#### EXERCISE INSTRUCTIONS
For the listing below, return the line containing "for flight_id in", the line containing "Ok(count) => released", and all lines in between, exactly as written and nothing else.

#### RECORDS SUPPLIED
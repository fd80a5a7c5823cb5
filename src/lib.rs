//! XFChess self-play trainer
//!
//! Trains a chess move predictor by having it play against a reference UCI
//! engine, labelling every move with the final result of its game and
//! fitting the network to those labels.
//!
//! # Pipeline
//!
//! ```text
//! selfplay::play_game ──► selfplay::label_outcomes ──► ExperienceBuffer
//!        ▲                                                   │
//!        │                                                   ▼
//!   PolicyNet ◄── CheckpointStore::save ◄── training::Trainer::train
//! ```
//!
//! [`orchestrator::Orchestrator`] drives the loop; [`orchestrator::session`]
//! runs it on a worker thread.
//!
//! # Modules
//!
//! - [`encoding`]: position tensors and the 64×73 move index
//! - [`predictor`]: the predictor contract, the `tch` network and checkpoints
//! - [`selfplay`]: move selection, movers, games and outcome labels
//! - [`rating`]: Elo tracking
//! - [`training`]: the optimizer loop and its persisted history
//! - [`orchestrator`]: training iterations, evaluation and sessions
//! - [`config`], [`logging`], [`error`]: ambient plumbing

pub mod config;
pub mod encoding;
pub mod error;
pub mod logging;
pub mod orchestrator;
pub mod predictor;
pub mod rating;
pub mod selfplay;
pub mod training;

pub use config::TrainerConfig;
pub use encoding::{MoveIndex, PositionTensor};
pub use error::{
    CheckpointError, ConfigError, OrchestratorError, PredictorError, SelfPlayError, TrainError,
};
pub use orchestrator::{EvaluationReport, Orchestrator, SessionEvent, TrainingReport};
pub use predictor::{FileCheckpoint, PolicyNet, Prediction, Predictor, QualityLabel};
pub use rating::RatingTracker;
pub use selfplay::{ExperienceRecord, Mover};
//! Recorded self-play decisions

use chess_rules::Color;

use crate::encoding::{MoveIndex, PositionTensor};
use crate::predictor::QualityLabel;

/// Outcome value recorded before the game result is known
pub const PENDING_OUTCOME: f32 = 0.0;

/// One training sample: the position a side faced and the move it chose
#[derive(Debug, Clone, PartialEq)]
pub struct ExperienceRecord {
    pub position: PositionTensor,
    pub move_index: MoveIndex,
    /// Final score from `mover`'s point of view once labelled, 0.0 / 0.5 / 1.0
    pub outcome: f32,
    pub quality: QualityLabel,
    /// Side that made the move
    pub mover: Color,
}

impl ExperienceRecord {
    /// A record whose outcome is filled in after the game ends
    pub fn pending(
        position: PositionTensor,
        move_index: MoveIndex,
        mover: Color,
        quality: QualityLabel,
    ) -> Self {
        Self {
            position,
            move_index,
            outcome: PENDING_OUTCOME,
            quality,
            mover,
        }
    }
}

/// Append-only store of labelled records across iterations
#[derive(Debug, Clone, Default)]
pub struct ExperienceBuffer {
    records: Vec<ExperienceRecord>,
}

impl ExperienceBuffer {
    pub fn new() -> Self {
        Self::default()
    }

    /// Append the records of one finished game
    pub fn extend(&mut self, records: impl IntoIterator<Item = ExperienceRecord>) {
        self.records.extend(records);
    }

    pub fn records(&self) -> &[ExperienceRecord] {
        &self.records
    }

    pub fn len(&self) -> usize {
        self.records.len()
    }

    pub fn is_empty(&self) -> bool {
        self.records.is_empty()
    }
}
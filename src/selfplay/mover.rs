//! The two ways a side can choose its moves
//!
//! A [`Mover`] is fixed per side for a whole game. Both variants answer the
//! same question through [`Mover::produce_move`] and both guarantee a legal
//! move for any position that still has one.

use std::fmt;

use chess_rules::{GameState, Move};
use rand::RngCore;
use stockfish_uci::{SearchEngine, SearchLimit};

use super::selector::{self, DEFAULT_TOP_K};
use crate::encoding;
use crate::error::{SelfPlayError, SelfPlayResult};
use crate::predictor::{Predictor, QualityLabel};

/// Self-play tuning
#[derive(Debug, Clone, Copy, PartialEq, Eq)]
pub struct SelfPlayConfig {
    /// Policy entries the move selector tries before a random move
    pub top_k: usize,
}

impl Default for SelfPlayConfig {
    fn default() -> Self {
        Self {
            top_k: DEFAULT_TOP_K,
        }
    }
}

/// Collaborators a mover may consult
pub struct MoveContext<'a> {
    pub engine: &'a mut dyn SearchEngine,
    pub predictor: &'a dyn Predictor,
    pub rng: &'a mut dyn RngCore,
    pub config: SelfPlayConfig,
}

/// Strategy choosing the moves of one side
#[derive(Debug, Clone, Copy, PartialEq, Eq)]
pub enum Mover {
    /// Encode the position, query the predictor, select from its policy
    Predictor,
    /// Ask the reference engine under the given search bound
    Engine(SearchLimit),
}

impl Mover {
    /// Choose a move for the side to move in `state`, with its quality label
    ///
    /// Engine moves carry no quality judgement and are labelled Average Step.
    pub fn produce_move(
        &self,
        state: &GameState,
        ctx: &mut MoveContext<'_>,
    ) -> SelfPlayResult<(Move, QualityLabel)> {
        if state.is_game_over() {
            return Err(SelfPlayError::NoLegalMove { ply: state.ply() });
        }
        match self {
            Mover::Predictor => {
                let prediction = ctx.predictor.predict(&encoding::encode(state))?;
                let m = selector::select(&prediction.policy, state, ctx.config.top_k, ctx.rng)
                    .ok_or(SelfPlayError::NoLegalMove { ply: state.ply() })?;
                Ok((m, prediction.quality_label()))
            }
            Mover::Engine(limit) => {
                let m = ctx.engine.best_move(state, *limit)?;
                Ok((m, QualityLabel::AverageStep))
            }
        }
    }
}

impl fmt::Display for Mover {
    fn fmt(&self, f: &mut fmt::Formatter<'_>) -> fmt::Result {
        match self {
            Mover::Predictor => f.write_str("predictor"),
            Mover::Engine(limit) => write!(f, "engine ({limit})"),
        }
    }
}
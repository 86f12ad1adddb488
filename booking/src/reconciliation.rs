//! Scheduled sweep that releases orphaned seat locks.
//!
//! Runs as a cron workflow: one `all_flight_ids` activity, then one
//! `reconcile_seat_locks` activity per flight. Per-flight failures are logged
//! and skipped so a single bad flight never starves the rest of the sweep.

use std::time::Duration;

use log::{error, info};
use prost_wkt_types::Duration as ProstDuration;
use temporal_sdk::{ActivityOptions, WfContext, WfExitValue, WorkflowResult};
use temporal_sdk_core::protos::temporal::api::common::v1::RetryPolicy;
use temporal_sdk_core_protos::coresdk::{
    workflow_commands::ActivityCancellationType, AsJsonPayloadExt,
};

use helpers::parse_activity_result;

use crate::activities::{ReconcileSeatLocksInput, ALL_FLIGHT_IDS, RECONCILE_SEAT_LOCKS};

pub const RECONCILIATION_WORKFLOW_TYPE: &str = "seat_reconciliation_workflow";

/// Stable workflow id for the cron schedule so at most one sweep is
/// registered per deployment.
pub const RECONCILIATION_WORKFLOW_ID: &str = "seat-reconciliation";

const ACTIVITY_TIMEOUT: Duration = Duration::from_secs(30);

fn reconcile_retry_policy() -> RetryPolicy {
    RetryPolicy {
        initial_interval: Some(ProstDuration {
            seconds: 1,
            nanos: 0,
        }),
        maximum_attempts: 3,
        ..Default::default()
    }
}

pub async fn seat_reconciliation_workflow(ctx: WfContext) -> WorkflowResult<u64> {
    let resolution = ctx
        .activity(ActivityOptions {
            activity_type: ALL_FLIGHT_IDS.to_string(),
            input: "".as_json_payload()?,
            start_to_close_timeout: Some(ACTIVITY_TIMEOUT),
            retry_policy: Some(reconcile_retry_policy()),
            cancellation_type: ActivityCancellationType::TryCancel,
            ..Default::default()
        })
        .await;
    let flight_ids: Vec<String> = parse_activity_result(&resolution)?;

    if flight_ids.is_empty() {
        info!("reconciliation: no flights to sweep");
        return Ok(WfExitValue::Normal(0));
    }

    let mut released = 0u64;
    for flight_id in &flight_ids {
        let resolution = ctx
            .activity(ActivityOptions {
                activity_type: RECONCILE_SEAT_LOCKS.to_string(),
                input: ReconcileSeatLocksInput {
                    flight_id: flight_id.clone(),
                }
                .as_json_payload()?,
                start_to_close_timeout: Some(ACTIVITY_TIMEOUT),
                retry_policy: Some(reconcile_retry_policy()),
                cancellation_type: ActivityCancellationType::TryCancel,
                ..Default::default()
            })
            .await;
        match parse_activity_result::<u64>(&resolution) {
            Ok(count) => released += count,
            // Best effort: move on to the next flight.
            Err(err) => error!("reconciliation failed for flight {flight_id}: {err}"),
        }
    }

    info!(
        "reconciliation swept {} flight(s), released {released} lock(s)",
        flight_ids.len()
    );
    Ok(WfExitValue::Normal(released))
}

#### RESULT OF THIS TASK
    for flight_id in &flight_ids {
        let resolution = ctx
            .activity(ActivityOptions {
                activity_type: RECONCILE_SEAT_LOCKS.to_string(),
                input: ReconcileSeatLocksInput {
                    flight_id: flight_id.clone(),
                }
                .as_json_payload()?,
                start_to_close_timeout: Some(ACTIVITY_TIMEOUT),
                retry_policy: Some(reconcile_retry_policy()),
                cancellation_type: ActivityCancellationType::TryCancel,
                ..Default::default()
            })
            .await;
        match parse_activity_result::<u64>(&resolution) {
            Ok(count) => released += count,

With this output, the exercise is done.